- **What you have to do**
Set down all the lines below, each one exactly as shown.

■ ■ ■ ■ ■ ■ ■

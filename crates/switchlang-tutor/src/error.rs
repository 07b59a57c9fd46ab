//! Error types for the tutor
//!
//! Evaluation and generation never fail; these cover configuration and
//! misuse of a practice session.

use thiserror::Error;

/// Errors raised while setting up the tutor
#[derive(Error, Debug)]
pub enum TutorError {
    /// Configuration error
    #[error("Configuration error: {0}")]
    Config(String),
}

/// Errors raised by `PracticeSession` operations
#[derive(Error, Debug, PartialEq, Eq)]
pub enum SessionError {
    /// Index does not name an item
    #[error("No practice item {0} (session has {1} items)")]
    NoSuchItem(usize, usize),

    /// Feedback is immutable once set
    #[error("Practice item {0} has already been evaluated")]
    AlreadyEvaluated(usize),
}
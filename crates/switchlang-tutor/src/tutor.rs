//! Core Tutor implementation

use crate::config::TutorConfig;
use crate::parser::{parse_batch_object, parse_evaluation_object_with_snippet, parse_line_list};
use crate::prompt::{
    build_batch_evaluation_prompt, build_evaluation_prompt, build_expression_prompt,
    BATCH_EVALUATION_SCHEMA, EVALUATION_SCHEMA,
};
use std::collections::BTreeSet;
use std::fmt::Display;
use switchlang_domain::traits::LlmProvider;
use switchlang_domain::{
    eligible_items, BatchRequest, BatchResponseMap, DifficultyTier, EvaluationResult, PracticeItem,
};
use tracing::{debug, error, info};

/// The Tutor evaluates learner answers and sources practice material
///
/// It holds no session state: every operation is a function of its inputs
/// plus at most one backend call. None of its operations fail; failures are
/// encoded in the returned values.
pub struct Tutor<L>
where
    L: LlmProvider,
{
    llm_provider: L,
    config: TutorConfig,
}

impl<L> Tutor<L>
where
    L: LlmProvider,
    L::Error: Display,
{
    /// Create a new Tutor
    pub fn new(llm_provider: L, config: TutorConfig) -> Self {
        Self {
            llm_provider,
            config,
        }
    }

    /// The active configuration
    pub fn config(&self) -> &TutorConfig {
        &self.config
    }

    /// Identifier of the backend model
    pub fn model_name(&self) -> &str {
        self.llm_provider.model_name()
    }

    /// The backend provider
    pub fn provider(&self) -> &L {
        &self.llm_provider
    }

    /// Evaluate one answer
    ///
    /// Empty answers short-circuit to `EvaluationResult::no_input()` without
    /// calling the backend.
    pub fn evaluate(
        &self,
        source_text: &str,
        user_text: &str,
        source_language: &str,
        target_language: &str,
    ) -> EvaluationResult {
        if user_text.trim().is_empty() {
            debug!("Empty answer, skipping backend call");
            return EvaluationResult::no_input();
        }

        let prompt = build_evaluation_prompt(source_text, user_text, source_language, target_language);
        debug!("Evaluation prompt length: {} chars", prompt.len());

        match self.call_llm(&prompt, Some(EVALUATION_SCHEMA)) {
            Ok(response) => {
                debug!("Evaluation response length: {} chars", response.len());
                parse_evaluation_object_with_snippet(&response, self.config.diagnostic_snippet_chars)
            }
            Err(e) => {
                error!("Evaluation call failed: {}", e);
                EvaluationResult::error(format!("Error during evaluation: {}", e))
            }
        }
    }

    /// Evaluate every eligible item of `items` in one backend call
    ///
    /// Returned keys are indices into `items`. Items the backend did not
    /// answer usably are absent and remain eligible for a later attempt.
    pub fn evaluate_batch(
        &self,
        items: &[PracticeItem],
        source_language: &str,
        target_language: &str,
    ) -> BatchResponseMap {
        let request = eligible_items(items);
        self.evaluate_batch_request(&request, source_language, target_language)
    }

    /// Evaluate a prepared batch request in one backend call
    pub fn evaluate_batch_request(
        &self,
        request: &BatchRequest,
        source_language: &str,
        target_language: &str,
    ) -> BatchResponseMap {
        if request.is_empty() {
            debug!("No eligible items, skipping batch call");
            return BatchResponseMap::new();
        }

        let expected_ids: BTreeSet<usize> = request.keys().copied().collect();
        let prompt = build_batch_evaluation_prompt(request, source_language, target_language);

        info!(
            "Evaluating batch of {} items with model '{}'",
            request.len(),
            self.model_name()
        );
        debug!("Batch prompt length: {} chars", prompt.len());

        let response = match self.call_llm(&prompt, Some(BATCH_EVALUATION_SCHEMA)) {
            Ok(response) => response,
            Err(e) => {
                error!("Batch evaluation call failed: {}", e);
                return BatchResponseMap::new();
            }
        };

        let results = parse_batch_object(&response, &expected_ids);

        info!(
            "Batch evaluation complete: {} resolved, {} unresolved",
            results.len(),
            expected_ids.len() - results.len()
        );

        results
    }

    /// Ask the backend for up to `count` practice expressions
    ///
    /// `count` is capped at `max_expression_count`. Backend failure yields an
    /// empty list.
    pub fn generate_expressions(
        &self,
        source_language: &str,
        count: usize,
        tier: DifficultyTier,
    ) -> Vec<String> {
        let count = count.min(self.config.max_expression_count);
        if count == 0 {
            return Vec::new();
        }

        let prompt = build_expression_prompt(source_language, count, tier);

        match self.call_llm(&prompt, None) {
            Ok(response) => {
                let mut expressions = parse_line_list(&response);
                expressions.truncate(count);
                info!(
                    "Generated {} {} expressions in {}",
                    expressions.len(),
                    tier,
                    source_language
                );
                expressions
            }
            Err(e) => {
                error!("Error generating expressions: {}", e);
                Vec::new()
            }
        }
    }

    /// Call the LLM provider
    fn call_llm(&self, prompt: &str, schema: Option<&str>) -> Result<String, L::Error> {
        match schema {
            Some(schema) if self.config.structured_output => {
                self.llm_provider.generate_structured(prompt, schema)
            }
            _ => self.llm_provider.generate(prompt),
        }
    }
}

■ ■ ■ ■ ■ ■ ■

- **Solution for this exercise**
filename crates/switchlang-tutor/src/error.rs
repository 07b59a57c9fd46ab
//! Error types for the tutor
//!
//! Evaluation and generation never fail; these cover configuration and
//! misuse of a practice session.

use thiserror::Error;

/// Errors raised while setting up the tutor
#[derive(Error, Debug)]
pub enum TutorError {
    /// Configuration error
    #[error("Configuration error: {0}")]
    Config(String),
}

/// Errors raised by `PracticeSession` operations
#[derive(Error, Debug, PartialEq, Eq)]
pub enum SessionError {
    /// Index does not name an item
    #[error("No practice item {0} (session has {1} items)")]
    NoSuchItem(usize, usize),

    /// Feedback is immutable once set
    #[error("Practice item {0} has already been evaluated")]
    AlreadyEvaluated(usize),
}
filename crates/switchlang-tutor/src/tutor.rs
//! Core Tutor implementation

use crate::config::TutorConfig;
use crate::parser::{parse_batch_object, parse_evaluation_object_with_snippet, parse_line_list};
use crate::prompt::{
    build_batch_evaluation_prompt, build_evaluation_prompt, build_expression_prompt,
    BATCH_EVALUATION_SCHEMA, EVALUATION_SCHEMA,
};
use std::collections::BTreeSet;
use std::fmt::Display;
use switchlang_domain::traits::LlmProvider;
use switchlang_domain::{
    eligible_items, BatchRequest, BatchResponseMap, DifficultyTier, EvaluationResult, PracticeItem,
};
use tracing::{debug, error, info};

/// The Tutor evaluates learner answers and sources practice material
///
/// It holds no session state: every operation is a function of its inputs
/// plus at most one backend call. None of its operations fail; failures are
/// encoded in the returned values.
pub struct Tutor<L>
where
    L: LlmProvider,
{
    llm_provider: L,
    config: TutorConfig,
}

impl<L> Tutor<L>
where
    L: LlmProvider,
    L::Error: Display,
{
    /// Create a new Tutor
    pub fn new(llm_provider: L, config: TutorConfig) -> Self {
        Self {
            llm_provider,
            config,
        }
    }

    /// The active configuration
    pub fn config(&self) -> &TutorConfig {
        &self.config
    }

    /// Identifier of the backend model
    pub fn model_name(&self) -> &str {
        self.llm_provider.model_name()
    }

    /// The backend provider
    pub fn provider(&self) -> &L {
        &self.llm_provider
    }

    /// Evaluate one answer
    ///
    /// Empty answers short-circuit to `EvaluationResult::no_input()` without
    /// calling the backend.
    pub fn evaluate(
        &self,
        source_text: &str,
        user_text: &str,
        source_language: &str,
        target_language: &str,
    ) -> EvaluationResult {
        if user_text.trim().is_empty() {
            debug!("Empty answer, skipping backend call");
            return EvaluationResult::no_input();
        }

        let prompt = build_evaluation_prompt(source_text, user_text, source_language, target_language);
        debug!("Evaluation prompt length: {} chars", prompt.len());

        match self.call_llm(&prompt, Some(EVALUATION_SCHEMA)) {
            Ok(response) => {
                debug!("Evaluation response length: {} chars", response.len());
                parse_evaluation_object_with_snippet(&response, self.config.diagnostic_snippet_chars)
            }
            Err(e) => {
                error!("Evaluation call failed: {}", e);
                EvaluationResult::error(format!("Error during evaluation: {}", e))
            }
        }
    }

    /// Evaluate every eligible item of `items` in one backend call
    ///
    /// Returned keys are indices into `items`. Items the backend did not
    /// answer usably are absent and remain eligible for a later attempt.
    pub fn evaluate_batch(
        &self,
        items: &[PracticeItem],
        source_language: &str,
        target_language: &str,
    ) -> BatchResponseMap {
        let request = eligible_items(items);
        self.evaluate_batch_request(&request, source_language, target_language)
    }

    /// Evaluate a prepared batch request in one backend call
    pub fn evaluate_batch_request(
        &self,
        request: &BatchRequest,
        source_language: &str,
        target_language: &str,
    ) -> BatchResponseMap {
        if request.is_empty() {
            debug!("No eligible items, skipping batch call");
            return BatchResponseMap::new();
        }

        let expected_ids: BTreeSet<usize> = request.keys().copied().collect();
        let prompt = build_batch_evaluation_prompt(request, source_language, target_language);

        info!(
            "Evaluating batch of {} items with model '{}'",
            request.len(),
            self.model_name()
        );
        debug!("Batch prompt length: {} chars", prompt.len());

        let response = match self.call_llm(&prompt, Some(BATCH_EVALUATION_SCHEMA)) {
            Ok(response) => response,
            Err(e) => {
                error!("Batch evaluation call failed: {}", e);
                return BatchResponseMap::new();
            }
        };

        let results = parse_batch_object(&response, &expected_ids);

        info!(
            "Batch evaluation complete: {} resolved, {} unresolved",
            results.len(),
            expected_ids.len() - results.len()
        );

        results
    }

    /// Ask the backend for up to `count` practice expressions
    ///
    /// `count` is capped at `max_expression_count`. Backend failure yields an
    /// empty list.
    pub fn generate_expressions(
        &self,
        source_language: &str,
        count: usize,
        tier: DifficultyTier,
    ) -> Vec<String> {
        let count = count.min(self.config.max_expression_count);
        if count == 0 {
            return Vec::new();
        }

        let prompt = build_expression_prompt(source_language, count, tier);

        match self.call_llm(&prompt, None) {
            Ok(response) => {
                let mut expressions = parse_line_list(&response);
                expressions.truncate(count);
                info!(
                    "Generated {} {} expressions in {}",
                    expressions.len(),
                    tier,
                    source_language
                );
                expressions
            }
            Err(e) => {
                error!("Error generating expressions: {}", e);
                Vec::new()
            }
        }
    }

    /// Call the LLM provider
    fn call_llm(&self, prompt: &str, schema: Option<&str>) -> Result<String, L::Error> {
        match schema {
            Some(schema) if self.config.structured_output => {
                self.llm_provider.generate_structured(prompt, schema)
            }
            _ => self.llm_provider.generate(prompt),
        }
    }
}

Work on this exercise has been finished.